Задержание на акции протеста в Москве. Фото AP/Scanpix

Задержание на акции протеста в Москве. Фото AP/Scanpix

Реакция меня тоже, конечно, удручает, но чего вы хотели: вы выступаете против бандитов, и вас за это погладят по голове? Конечно же нет. Нужно быть к этому готовым. Другое дело, как реагируют люди впоследствии: один за всех, вместе действуют или радуются, что посадили не их. И что делают остальные: тихо радуются, что оказались хитрее и не попались, или отбивают своих? Должно быть понимание, что те, кого сажают — самые порядочные и достойные, и они сидят за остальных.

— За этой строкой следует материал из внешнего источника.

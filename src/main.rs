//! Pattern Animator runner (default binary).
//!
//! Renders a bouncing glyph pattern, one line per frame, while a background
//! listener applies single-key commands. Configuration comes from
//! `ANIMATOR_*` environment variables.

use std::fs::File;
use std::io;
use std::sync::Mutex;

use anyhow::{Context, Result};
use tracing::info;
use tracing_subscriber::EnvFilter;

use pattern_animator::engine::{interrupt_signal, run_animation, AnimatorConfig};
use pattern_animator::input::{restore_terminal_best_effort, CrosstermInput};

fn main() -> Result<()> {
    let config = AnimatorConfig::from_env();
    init_logging(config.log_path.as_deref())?;
    install_panic_hook();

    let rt = tokio::runtime::Runtime::new().context("failed to create tokio runtime")?;
    let result = rt.block_on(async {
        run_animation(&config, CrosstermInput::new(), io::stdout(), interrupt_signal()).await
    });

    // Always try to restore terminal state.
    restore_terminal_best_effort();
    let (outcome, _) = result?;
    info!(
        frames = outcome.state.frame(),
        bounces = outcome.state.bounces(),
        "exit"
    );
    Ok(())
}

/// Log to `path` when given. Stdout carries the animation, so there is no
/// console logging.
fn init_logging(path: Option<&str>) -> Result<()> {
    let Some(path) = path else {
        return Ok(());
    };
    let file = File::create(path).with_context(|| format!("failed to open log file {path}"))?;
    tracing_subscriber::fmt()
        .with_env_filter(
            EnvFilter::try_from_default_env().unwrap_or_else(|_| EnvFilter::new("info")),
        )
        .with_writer(Mutex::new(file))
        .with_ansi(false)
        .init();
    Ok(())
}

fn install_panic_hook() {
    let default_hook = std::panic::take_hook();
    std::panic::set_hook(Box::new(move |info| {
        restore_terminal_best_effort();
        default_hook(info);
    }));
}
//! Terminal line renderer module.
//!
//! This is a small, line-oriented output layer: every frame is exactly one line
//! of text, so there is no framebuffer or cursor addressing.
//!
//! - [`view`] is pure: it composes frame lines, notices and banners as strings
//! - [`renderer`] writes those strings to any `io::Write` sink

pub mod renderer;
pub mod view;

pub use pattern_animator_core as core;
pub use pattern_animator_types as types;

pub use renderer::{LineEnding, LineRenderer};
pub use view::{compose_frame, final_banner, format_notice, HELP_TEXT};
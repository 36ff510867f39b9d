//! Pure text composition for frames, notices and banners.

use std::time::Instant;

use crate::core::{AnimationState, Notice, Stats};

/// Controls reference printed by the help command.
pub const HELP_TEXT: &str = "\
+----------------------------------------------+
|               KEYBOARD CONTROLS              |
+----------------------------------------------+
|  Up / W     faster        Down / S  slower   |
|  Right / D  next pattern  Left / A  previous |
|  R          random pattern                   |
|  + / =      wider range   - / _     narrower |
|  SPACE      pause/resume  I         stats    |
|  H / ?      this help     Q         quit     |
+----------------------------------------------+";

/// Compose one frame: `position` blank columns, the glyphs, then the stats
/// suffix (as of `now`) when enabled.
pub fn compose_frame(state: &AnimationState, glyphs: &str, now: Instant) -> String {
    let indent = state.position() as usize;
    let mut line = String::with_capacity(indent + glyphs.len() + 96);
    line.extend(std::iter::repeat(' ').take(indent));
    line.push_str(glyphs);
    if state.show_stats() {
        line.push_str("  [");
        line.push_str(&state.stats_at(now).to_string());
        line.push(']');
    }
    line
}

/// Render a notice as its bracketed one-line form.
///
/// [`Notice::Help`] expands to [`HELP_TEXT`].
pub fn format_notice(notice: &Notice) -> String {
    match notice {
        Notice::PatternChanged(kind) => format!("[Pattern Changed: {}]", kind.name()),
        Notice::RandomPattern(kind) => format!("[Random Pattern: {}]", kind.name()),
        Notice::Speed(speed) => format!("[Speed: {speed:.2}s]"),
        Notice::Range(range) => format!("[Range: {range}]"),
        Notice::Paused => "[PAUSED]".to_string(),
        Notice::Resumed => "[RESUMED]".to_string(),
        Notice::Help => HELP_TEXT.to_string(),
    }
}

/// Closing banner printed once the loop has stopped.
pub fn final_banner(stats: &Stats) -> String {
    let body = format!("  Final Statistics: {stats}  ");
    let width = body.chars().count();
    let rule: String = std::iter::repeat('═').take(width).collect();
    format!("╔{rule}╗\n║{body}║\n╚{rule}╝\nThank you for using Pattern Animator!")
}
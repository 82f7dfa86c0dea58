//! Keyed registries built on [`SharedState`].

use super::SharedState;
use crate::error::{CorralError, Result};
use crate::fs::WriteOptions;
use crate::locks::LockOptions;
use serde::de::DeserializeOwned;
use serde::{Deserialize, Serialize};
use std::collections::BTreeMap;
use std::path::Path;

/// An entry stored in a [`Registry`].
pub trait Record: Clone + Serialize + DeserializeOwned {
    /// Unique key of the entry within its registry.
    fn key(&self) -> &str;
}

/// On-disk layout of a registry file.
#[derive(Debug, Clone, Serialize, Deserialize)]
#[serde(bound(deserialize = "R: DeserializeOwned"))]
pub struct RegistryFile<R> {
    #[serde(default)]
    pub entries: BTreeMap<String, R>,
}

impl<R> Default for RegistryFile<R> {
    fn default() -> Self {
        Self {
            entries: BTreeMap::new(),
        }
    }
}

/// A keyed collection of records persisted as one JSON file.
///
/// `get`/`list` read the snapshot; every mutation is a reload-modify-save
/// transaction under the exclusive file lock.
#[derive(Debug)]
pub struct Registry<R> {
    state: SharedState<RegistryFile<R>>,
}

impl<R: Record> Registry<R> {
    pub fn open<P: AsRef<Path>>(
        path: P,
        lock_options: LockOptions,
        write_options: WriteOptions,
    ) -> Result<Self> {
        Ok(Self {
            state: SharedState::open(path, lock_options, write_options)?,
        })
    }

    pub fn path(&self) -> &Path {
        self.state.path()
    }

    pub fn reload(&self) -> Result<()> {
        self.state.reload()
    }

    pub fn get(&self, key: &str) -> Option<R> {
        self.state.read(|file| file.entries.get(key).cloned())
    }

    pub fn contains(&self, key: &str) -> bool {
        self.state.read(|file| file.entries.contains_key(key))
    }

    /// All records, ordered by key.
    pub fn list(&self) -> Vec<R> {
        self.state
            .read(|file| file.entries.values().cloned().collect())
    }

    pub fn len(&self) -> usize {
        self.state.read(|file| file.entries.len())
    }

    pub fn is_empty(&self) -> bool {
        self.len() == 0
    }

    /// Insert a new record; fails if its key is already present on disk.
    pub fn add(&self, record: R) -> Result<()> {
        self.state.transact(|file| {
            let key = record.key().to_string();
            if file.entries.contains_key(&key) {
                return Err(CorralError::AlreadyExists(key));
            }
            file.entries.insert(key, record);
            Ok(())
        })
    }

    /// Insert or replace a record. Returns the replaced record, if any.
    pub fn upsert(&self, record: R) -> Result<Option<R>> {
        self.state
            .transact(|file| Ok(file.entries.insert(record.key().to_string(), record)))
    }

    /// Modify the record stored under `key` and return its new value.
    ///
    /// The closure must not change the record's key.
    pub fn update(&self, key: &str, f: impl FnOnce(&mut R) -> Result<()>) -> Result<R> {
        self.state.transact(|file| {
            let record = file
                .entries
                .get_mut(key)
                .ok_or_else(|| CorralError::NotFound(key.to_string()))?;
            f(record)?;
            if record.key() != key {
                return Err(CorralError::UserError(format!(
                    "update of '{}' changed its key to '{}'",
                    key,
                    record.key()
                )));
            }
            Ok(record.clone())
        })
    }

    /// Remove and return the record stored under `key`.
    pub fn remove(&self, key: &str) -> Result<R> {
        self.state.transact(|file| {
            file.entries
                .remove(key)
                .ok_or_else(|| CorralError::NotFound(key.to_string()))
        })
    }
}
//! Exit code constants for the corral CLI.
//!
//! - 0: Success
//! - 1: User error (bad args, missing entry, invalid config)
//! - 2: State failure (corrupt or unserializable state file)
//! - 3: Filesystem failure
//! - 4: Lock busy (timed out waiting; retry later)
//! - 5: Internal misuse (a bug in a consumer of the lock API)

/// Successful execution.
pub const SUCCESS: i32 = 0;

/// User error: bad arguments, unknown entries, or invalid configuration.
pub const USER_ERROR: i32 = 1;

/// A protected state file is corrupt or could not be serialized.
pub const STATE_FAILURE: i32 = 2;

/// Filesystem failure: permission denied, disk full, path not found.
pub const IO_FAILURE: i32 = 3;

/// Lock acquisition timed out.
pub const LOCK_BUSY: i32 = 4;

/// Double-lock, unlock without lock, or reentrant scoped call.
pub const INTERNAL_MISUSE: i32 = 5;

#[cfg(test)]
mod tests {
    use super::*;

    #[test]
    fn exit_codes_are_distinct() {
        let codes = [
            SUCCESS,
            USER_ERROR,
            STATE_FAILURE,
            IO_FAILURE,
            LOCK_BUSY,
            INTERNAL_MISUSE,
        ];
        for (i, &a) in codes.iter().enumerate() {
            for (j, &b) in codes.iter().enumerate() {
                if i != j {
                    assert_ne!(a, b, "Exit codes must be distinct");
                }
            }
        }
    }
}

До тех пор, пока такого понимания нет, протесты будут заканчиваться репрессиями.

Посмотрите: когда на Майдане избивали людей, люди выходили еще более массово, возмущались и требовали наказания тех, кто избил. У нас же после Болотной тех, кого посадили, никто не вышел защищать — хотя это люди были случайные, по сути. Если такое будет продолжаться, то будут продолжаться и фашистские законы и фашистские репрессии.

В Украине при режиме Януковича, который я бы не сказал, что был мягче путинского, тоже пытались посадить парня, который вышел с плакатом против чиновника. И когда его арестовали, большое количество людей вышли и сделали то же самое. У нас бы такого не поняли, но там было очевидно: репрессии продолжаются, пока мы не отстаиваем своих. И они добились того, чтобы парня выпустили без возбуждения уголовного дела. То же самое случилось в нацисткой Германии в 43 году, когда режим еще был силен — жены-немки вышли за своих мужей-евреев, и спасли несколько тысяч человек. Я уверен, что сознание может меняться, и мы будем выходить и отстаивать тех, кого посадили за нас. Я надеюсь на лучшее.

Можно ли сказать, что несмотря на то, что случилось с тобой и что происходит с другими политическими заключенными, ты призываешь людей к протестам?

Ильдар Дадин: Я стараюсь никого не призывать, а показывать своим примером — сам делаю то, что считаю нужным, и объединяюсь с людьми схожих ценностей и взглядов. Мне смешно, когда кто-то призывает людей протестовать, а сам сидит в фейсбуке и ничего не делает. Мне это мало интересно. «Хочешь изменений — начни с себя», как говорил Махатма Ганди. Он был не только идеалистом, но и практиком. 

Скажите, после двух лет, вырванных из жизни, когда у вас даже свадьбы нормальной не было, вам не хочется пожить спокойно, безопасно, без необходимости постоянно оглядываться через плечо?

Анастасия Зотова: Мне очень хочется!

Ильдар Дадин: Мне тоже очень хотелось, но пока я вижу, что ситуация складывается по-другому, и я не могу находить для себя оправдания, чтобы ничего не делать. Поэтому я должен делать то, что должен.